ACL decompression performance

At long last I finally got around to measuring the decompression performance of ACL. This blog post will detail the baseline performance from which we will measure future progress. As I have previously mentioned, no effort has been made so far to optimize the decompression and I hope to remedy that following the v1.0 release scheduled around June 2018.

In order to establish a reliable data set to measure against, I use the same 42 clips used for regression testing plus 5 more from the Matinee fight scene. To keep things interesting, I measure performance on everything I have on hand:

The first two use both x86 and x64 while the later two use armv7-a and arm64 respectively. Furthermore, on the desktop I also compare VS 2015, VS 2017, GCC 7, and Clang 5. The more data, the merrier!

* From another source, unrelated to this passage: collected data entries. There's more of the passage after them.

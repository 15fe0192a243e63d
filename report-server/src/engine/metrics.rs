//! Derived metrics
//!
//! Pure math over accumulated sums. Zero-division cases are defined
//! numeric policies, never errors — the dashboard trend indicators rely on
//! the exact percent-change zero handling here.

use shared::models::AggregationCell;
use shared::models::report::MonthCell;

/// Percent change between two values
///
/// Policy: `previous == 0` yields 0 when `current == 0`, else 100.
pub fn percent_change(current: f64, previous: f64) -> f64 {
    if previous == 0.0 {
        if current == 0.0 { 0.0 } else { 100.0 }
    } else {
        (current - previous) / previous.abs() * 100.0
    }
}

/// Month-over-month deltas for a 12-month revenue series
///
/// The first month carries `diff_amount = 0` and `diff_percent = None`
/// ("no comparison available") — callers render that distinctly from a
/// real zero.
pub fn month_over_month(months: &[String], series: &[AggregationCell]) -> Vec<MonthCell> {
    months
        .iter()
        .zip(series)
        .enumerate()
        .map(|(i, (month, cell))| {
            let revenue = round2(cell.revenue_sum);
            if i == 0 {
                MonthCell {
                    month: month.clone(),
                    revenue,
                    diff_amount: 0.0,
                    diff_percent: None,
                }
            } else {
                let prev = series[i - 1].revenue_sum;
                MonthCell {
                    month: month.clone(),
                    revenue,
                    diff_amount: round2(cell.revenue_sum - prev),
                    diff_percent: Some(round2(percent_change(cell.revenue_sum, prev))),
                }
            }
        })
        .collect()
}

/// Top N entries by aggregate revenue, descending
///
/// Stable sort, so ties keep their original (scan) order — there is no
/// secondary business key.
pub fn top_n<'a, I>(entries: I, n: usize) -> Vec<(&'a str, &'a AggregationCell)>
where
    I: IntoIterator<Item = (&'a str, &'a AggregationCell)>,
{
    let mut ranked: Vec<(&str, &AggregationCell)> = entries.into_iter().collect();
    ranked.sort_by(|a, b| {
        b.1.revenue_sum
            .partial_cmp(&a.1.revenue_sum)
            .unwrap_or(std::cmp::Ordering::Equal)
    });
    ranked.truncate(n);
    ranked
}

/// ROI ratios for one employee's period
#[derive(Debug, Clone, Copy, PartialEq)]
pub struct RoiRatios {
    pub net_profit: f64,
    pub roi_percent: f64,
    pub revenue_per_expense: f64,
    pub expense_ratio: f64,
}

pub fn roi(total_sales: f64, total_expenses: f64) -> RoiRatios {
    let net_profit = total_sales - total_expenses;
    RoiRatios {
        net_profit,
        roi_percent: if total_expenses > 0.0 {
            net_profit / total_expenses * 100.0
        } else {
            0.0
        },
        revenue_per_expense: if total_expenses > 0.0 {
            total_sales / total_expenses
        } else {
            0.0
        },
        expense_ratio: if total_sales > 0.0 {
            total_expenses / total_sales * 100.0
        } else {
            0.0
        },
    }
}

/// Average transaction value; 0 when there are no transactions
pub fn average_ticket(total_revenue: f64, transaction_count: u64) -> f64 {
    if transaction_count > 0 {
        total_revenue / transaction_count as f64
    } else {
        0.0
    }
}

/// Two-decimal currency rounding
pub fn round2(value: f64) -> f64 {
    (value * 100.0).round() / 100.0
}

#[cfg(test)]
mod tests {
    use super::*;

    #[test]
    fn percent_change_zero_policy() {
        assert_eq!(percent_change(0.0, 0.0), 0.0);
        assert_eq!(percent_change(50.0, 0.0), 100.0);
        assert_eq!(percent_change(80.0, 100.0), -20.0);
        assert_eq!(percent_change(150.0, 100.0), 50.0);
    }

    #[test]
    fn percent_change_uses_absolute_previous() {
        // A swing from -100 to 100 is +200% of the magnitude of the base
        assert_eq!(percent_change(100.0, -100.0), 200.0);
    }

    #[test]
    fn month_over_month_first_index_has_no_comparison() {
        let months: Vec<String> = (1..=3).map(|m| format!("2025-{m:02}")).collect();
        let cell = |revenue| AggregationCell {
            count: 1,
            quantity_sum: 1.0,
            revenue_sum: revenue,
        };
        let cells = month_over_month(&months, &[cell(100.0), cell(150.0), cell(150.0)]);

        assert_eq!(cells[0].diff_amount, 0.0);
        assert_eq!(cells[0].diff_percent, None);

        assert_eq!(cells[1].diff_amount, 50.0);
        assert_eq!(cells[1].diff_percent, Some(50.0));

        // A flat month is a real zero, not a missing comparison
        assert_eq!(cells[2].diff_amount, 0.0);
        assert_eq!(cells[2].diff_percent, Some(0.0));
    }

    #[test]
    fn top_n_is_stable_on_ties() {
        let cell = |revenue| AggregationCell {
            count: 1,
            quantity_sum: 1.0,
            revenue_sum: revenue,
        };
        let a = cell(100.0);
        let b = cell(300.0);
        let c = cell(100.0);
        let entries = vec![("first", &a), ("big", &b), ("second", &c)];
        let ranked = top_n(entries, 3);
        let keys: Vec<&str> = ranked.iter().map(|(k, _)| *k).collect();
        // Ties keep scan order: "first" before "second"
        assert_eq!(keys, vec!["big", "first", "second"]);
    }

    #[test]
    fn top_n_truncates() {
        let cell = |revenue| AggregationCell {
            count: 1,
            quantity_sum: 1.0,
            revenue_sum: revenue,
        };
        let a = cell(1.0);
        let b = cell(2.0);
        let c = cell(3.0);
        let ranked = top_n(vec![("a", &a), ("b", &b), ("c", &c)], 2);
        assert_eq!(ranked.len(), 2);
        assert_eq!(ranked[0].0, "c");
    }

    #[test]
    fn roi_example_scenario() {
        let ratios = roi(10_000.0, 2_000.0);
        assert_eq!(ratios.net_profit, 8_000.0);
        assert_eq!(ratios.roi_percent, 400.0);
        assert_eq!(ratios.revenue_per_expense, 5.0);
        assert_eq!(ratios.expense_ratio, 20.0);
    }

    #[test]
    fn roi_zero_denominators_are_policy_not_error() {
        let no_expenses = roi(500.0, 0.0);
        assert_eq!(no_expenses.roi_percent, 0.0);
        assert_eq!(no_expenses.revenue_per_expense, 0.0);
        assert_eq!(no_expenses.expense_ratio, 0.0);
        assert_eq!(no_expenses.net_profit, 500.0);

        let no_sales = roi(0.0, 300.0);
        assert_eq!(no_sales.expense_ratio, 0.0);
        assert_eq!(no_sales.net_profit, -300.0);
    }

    #[test]
    fn average_ticket_zero_transactions() {
        assert_eq!(average_ticket(100.0, 0), 0.0);
        assert_eq!(average_ticket(100.0, 4), 25.0);
    }

    #[test]
    fn round2_currency() {
        assert_eq!(round2(10.005), 10.01);
        assert_eq!(round2(10.004), 10.0);
        assert_eq!(round2(-2.345), -2.35);
    }
}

Decompression is measured both with a warm CPU cache to remove the memory fetches as much as possible from the equation as well as with a cold CPU cache to simulate a more realistic game engine playback scenario.

Three forms of playback are measured: forward, backward, and random.

Each clip is sampled 3 times at every key frame based on the clip sample rate and the smallest value is retained for that key.

Finally, two ways to decompress are profiled: decompressing a whole pose in one go (decompress_pose), and decompressing a whole pose bone by bone (decompress_bone).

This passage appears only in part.